Keyword search on "async": report each line of the records that contains it.
☆ ☆ ☆ ☆
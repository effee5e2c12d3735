//! Per-job pipeline orchestration.
//!
//! Drives one job to completion: mark `processing`, collect detections from
//! the provider, smooth, score, persist artifacts, record issues, and mark
//! `done`. Any error raised along the way is caught at the job boundary and
//! converted into a `failed` transition carrying the error's message.

use std::path::Path;

use tracing::error;

use signtrack_models::{FrameDetection, FrameRecord, JobOutcome, RunMetadata, FORMAT_VERSION};
use signtrack_store::{JobListing, Ledger, TrackStore};
use signtrack_tracking::{
    score_sequence, FrameSource, SequenceSmoother, SmoothingConfig, TrackingProvider,
};

use crate::error::{WorkerError, WorkerResult};
use crate::logging::JobLogger;

/// The per-job processing pipeline.
pub struct Pipeline {
    ledger: Ledger,
    store: TrackStore,
    frames: Box<dyn FrameSource>,
    smoothing: SmoothingConfig,
    target_fps: f64,
}

impl std::fmt::Debug for Pipeline {
    fn fmt(&self, f: &mut std::fmt::Formatter<'_>) -> std::fmt::Result {
        f.debug_struct("Pipeline")
            .field("smoothing", &self.smoothing)
            .field("target_fps", &self.target_fps)
            .finish_non_exhaustive()
    }
}

impl Pipeline {
    /// Create a pipeline, rejecting invalid smoothing parameters before any
    /// job runs.
    pub fn new(
        ledger: Ledger,
        store: TrackStore,
        frames: Box<dyn FrameSource>,
        smoothing: SmoothingConfig,
        target_fps: f64,
    ) -> WorkerResult<Self> {
        smoothing
            .validate()
            .map_err(|e| WorkerError::config(e.to_string()))?;
        Ok(Self {
            ledger,
            store,
            frames,
            smoothing,
            target_fps,
        })
    }

    /// The ledger this pipeline writes to.
    pub fn ledger(&self) -> &Ledger {
        &self.ledger
    }

    /// Run one job to completion.
    ///
    /// On failure the job is marked `failed` with the error's message and
    /// the error is returned to the caller: the batch loop logs and
    /// continues, single-job callers re-raise.
    pub async fn run_job(
        &self,
        provider: &mut dyn TrackingProvider,
        listing: &JobListing,
    ) -> WorkerResult<JobOutcome> {
        let logger = JobLogger::new(&listing.job.id, &listing.label, &listing.filename);

        self.ledger.mark_processing(&listing.job.id).await?;
        logger.log_start("Tracking frames");

        match self.process(provider, listing).await {
            Ok(outcome) => {
                logger.log_completion(&format!(
                    "quality {:.2} over {} frames",
                    outcome.quality_score, outcome.frame_count
                ));
                Ok(outcome)
            }
            Err(err) => {
                logger.log_error(&err.to_string());
                // Recording the failure must not mask the original error.
                if let Err(ledger_err) = self
                    .ledger
                    .mark_failed(&listing.job.id, &err.to_string())
                    .await
                {
                    error!(
                        job_id = %listing.job.id,
                        error = %ledger_err,
                        "Failed to record job failure"
                    );
                }
                Err(err)
            }
        }
    }

    async fn process(
        &self,
        provider: &mut dyn TrackingProvider,
        listing: &JobListing,
    ) -> WorkerResult<JobOutcome> {
        let video_path = Path::new(&listing.local_path);

        let mut detections = Vec::new();
        for frame in self.frames.open(video_path, self.target_fps)? {
            let frame = frame?;
            let detection = provider.detect(&frame.image, frame.frame_index, frame.time_s)?;
            detections.push(detection);
        }

        if detections.is_empty() {
            return Err(WorkerError::input(format!(
                "No frames extracted from {}",
                video_path.display()
            )));
        }

        // Smoothing state lives for exactly one run.
        let mut smoother = SequenceSmoother::new(self.smoothing.clone())?;
        let smoothed = smoother.smooth(&detections);

        let (quality_score, issues) = score_sequence(&smoothed);

        let records: Vec<FrameRecord> = smoothed.iter().map(FrameDetection::to_record).collect();
        let metadata = RunMetadata {
            label: listing.label.clone(),
            filename: listing.filename.clone(),
            video_path: listing.local_path.clone(),
            quality_score,
            issues: issues.clone(),
            frame_count: smoothed.len() as u32,
            provider_name: provider.name().to_string(),
            format_version: FORMAT_VERSION.to_string(),
        };
        self.store
            .write_run(&listing.job.video_id, &records, &metadata)?;

        for issue in &issues {
            self.ledger.add_issue(&listing.job.id, issue, None).await?;
        }

        let outcome = JobOutcome {
            quality_score,
            frame_count: smoothed.len() as u32,
            provider_name: provider.name().to_string(),
            output_format: self.store.output_format(),
        };
        self.ledger.mark_done(&listing.job.id, &outcome).await?;

        Ok(outcome)
    }
}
☆ ☆ ☆ ☆
### Output
    pub async fn run_job(
    async fn process(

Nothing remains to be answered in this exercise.